_WORK REQUIRED_
When a line below contains the word "successfully", copy that line.

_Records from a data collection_
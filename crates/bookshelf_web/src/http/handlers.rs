//! Route handlers for the catalog pages.
//!
//! # Invariants
//! - Validation failures re-render the form with status 200, no redirect.
//! - A missing book id answers 404 before any mutation is attempted.
//! - A body that is not a urlencoded form is read as an empty form.
//! - Mutation failures never produce an error page: they become an error
//!   flash on the redirect back to `/`.

use crate::flash::{self, Flash};
use crate::views;
use crate::AppState;
use axum::extract::rejection::FormRejection;
use axum::extract::{Path, State};
use axum::http::header::SET_COOKIE;
use axum::http::{HeaderMap, StatusCode};
use axum::response::{Html, IntoResponse, Redirect, Response};
use axum::Form;
use bookshelf_core::{
    BookId, BookService, CreateBookForm, EditRatingForm, FormState, RepoResult,
    SqliteBookRepository, StoreError,
};
use log::error;
use std::fmt::{Display, Formatter};
use std::sync::Arc;
use tokio::task::JoinError;

/// Failure of one storage call issued from a handler.
#[derive(Debug)]
pub(crate) enum CallError {
    Store(StoreError),
    Task(JoinError),
}

impl CallError {
    fn is_not_found(&self) -> bool {
        matches!(self, Self::Store(err) if err.is_not_found())
    }
}

impl Display for CallError {
    fn fmt(&self, f: &mut Formatter<'_>) -> std::fmt::Result {
        match self {
            Self::Store(err) => write!(f, "{err}"),
            Self::Task(err) => write!(f, "storage task failed: {err}"),
        }
    }
}

/// Runs `f` on the blocking pool against the shared store.
async fn with_books<T, F>(state: &AppState, f: F) -> Result<T, CallError>
where
    T: Send + 'static,
    F: for<'a> FnOnce(&BookService<SqliteBookRepository<'a>>) -> RepoResult<T> + Send + 'static,
{
    let store = Arc::clone(&state.store);
    match tokio::task::spawn_blocking(move || store.with_service(f)).await {
        Ok(result) => result.map_err(CallError::Store),
        Err(err) => Err(CallError::Task(err)),
    }
}

pub(crate) async fn list_books(State(state): State<AppState>, headers: HeaderMap) -> Response {
    let books = match with_books(&state, |service| service.list_books()).await {
        Ok(books) => books,
        Err(err) => return read_failure("list_books", &err),
    };

    match flash::token_from_headers(&headers) {
        Some(token) => {
            let pending = state.flash.take(&token);
            (
                [(SET_COOKIE, flash::clear_cookie())],
                Html(views::index_page(&books, pending.as_ref())),
            )
                .into_response()
        }
        None => Html(views::index_page(&books, None)).into_response(),
    }
}

pub(crate) async fn add_book_form() -> Html<String> {
    Html(views::add_page(&FormState::default()))
}

pub(crate) async fn add_book(
    State(state): State<AppState>,
    body: Result<Form<CreateBookForm>, FormRejection>,
) -> Response {
    let form = form_or_empty(body);
    let book = match form.validate() {
        Ok(book) => book,
        Err(errors) => return Html(views::add_page(&form.state(errors))).into_response(),
    };

    match with_books(&state, move |service| service.add_book(book)).await {
        Ok(_) => redirect_home(&state, Flash::success("Book added successfully")),
        Err(err) => redirect_home(&state, Flash::error(format!("Error adding book: {err}"))),
    }
}

pub(crate) async fn delete_book(
    State(state): State<AppState>,
    Path(raw_id): Path<String>,
) -> Response {
    let Some(id) = parse_book_id(&raw_id) else {
        return not_found().await.into_response();
    };
    if let Err(err) = with_books(&state, move |service| service.get_book(id)).await {
        return read_failure("delete_book", &err);
    }

    match with_books(&state, move |service| service.delete_book(id)).await {
        Ok(()) => redirect_home(&state, Flash::success("Book deleted successfully")),
        Err(_) => redirect_home(&state, Flash::error("Error deleting book")),
    }
}

pub(crate) async fn edit_rating_form(
    State(state): State<AppState>,
    Path(raw_id): Path<String>,
) -> Response {
    let Some(id) = parse_book_id(&raw_id) else {
        return not_found().await.into_response();
    };
    match with_books(&state, move |service| service.get_book(id)).await {
        Ok(book) => {
            let form = EditRatingForm::from_rating(book.rating);
            Html(views::edit_rating_page(&book, &form.state(Default::default()))).into_response()
        }
        Err(err) => read_failure("edit_rating_form", &err),
    }
}

pub(crate) async fn edit_rating(
    State(state): State<AppState>,
    Path(raw_id): Path<String>,
    body: Result<Form<EditRatingForm>, FormRejection>,
) -> Response {
    let Some(id) = parse_book_id(&raw_id) else {
        return not_found().await.into_response();
    };
    let book = match with_books(&state, move |service| service.get_book(id)).await {
        Ok(book) => book,
        Err(err) => return read_failure("edit_rating", &err),
    };

    let form = form_or_empty(body);
    let rating = match form.validate() {
        Ok(rating) => rating,
        Err(errors) => {
            return Html(views::edit_rating_page(&book, &form.state(errors))).into_response()
        }
    };

    match with_books(&state, move |service| service.edit_rating(id, rating)).await {
        Ok(_) => redirect_home(&state, Flash::success("Book rating edited successfully")),
        Err(err) => redirect_home(
            &state,
            Flash::error(format!("Error editing book rating: {err}")),
        ),
    }
}

pub(crate) async fn not_found() -> (StatusCode, Html<String>) {
    (StatusCode::NOT_FOUND, Html(views::not_found_page()))
}

fn parse_book_id(raw: &str) -> Option<BookId> {
    raw.parse::<BookId>().ok()
}

fn form_or_empty<T: Default>(body: Result<Form<T>, FormRejection>) -> T {
    body.map(|Form(form)| form).unwrap_or_default()
}

fn redirect_home(state: &AppState, flash: Flash) -> Response {
    let token = state.flash.put(flash);
    ([(SET_COOKIE, flash::set_cookie(&token))], Redirect::to("/")).into_response()
}

/// NotFound becomes a 404 page; anything else is a logged 500.
fn read_failure(route: &'static str, err: &CallError) -> Response {
    if err.is_not_found() {
        return (StatusCode::NOT_FOUND, Html(views::not_found_page())).into_response();
    }
    error!("event=http_request module=http status=error route={route} error={err}");
    (
        StatusCode::INTERNAL_SERVER_ERROR,
        Html(views::error_page("The catalog could not be read.")),
    )
        .into_response()
}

_REPLY_
        Ok(_) => redirect_home(&state, Flash::success("Book added successfully")),
        Ok(()) => redirect_home(&state, Flash::success("Book deleted successfully")),
        Ok(_) => redirect_home(&state, Flash::success("Book rating edited successfully")),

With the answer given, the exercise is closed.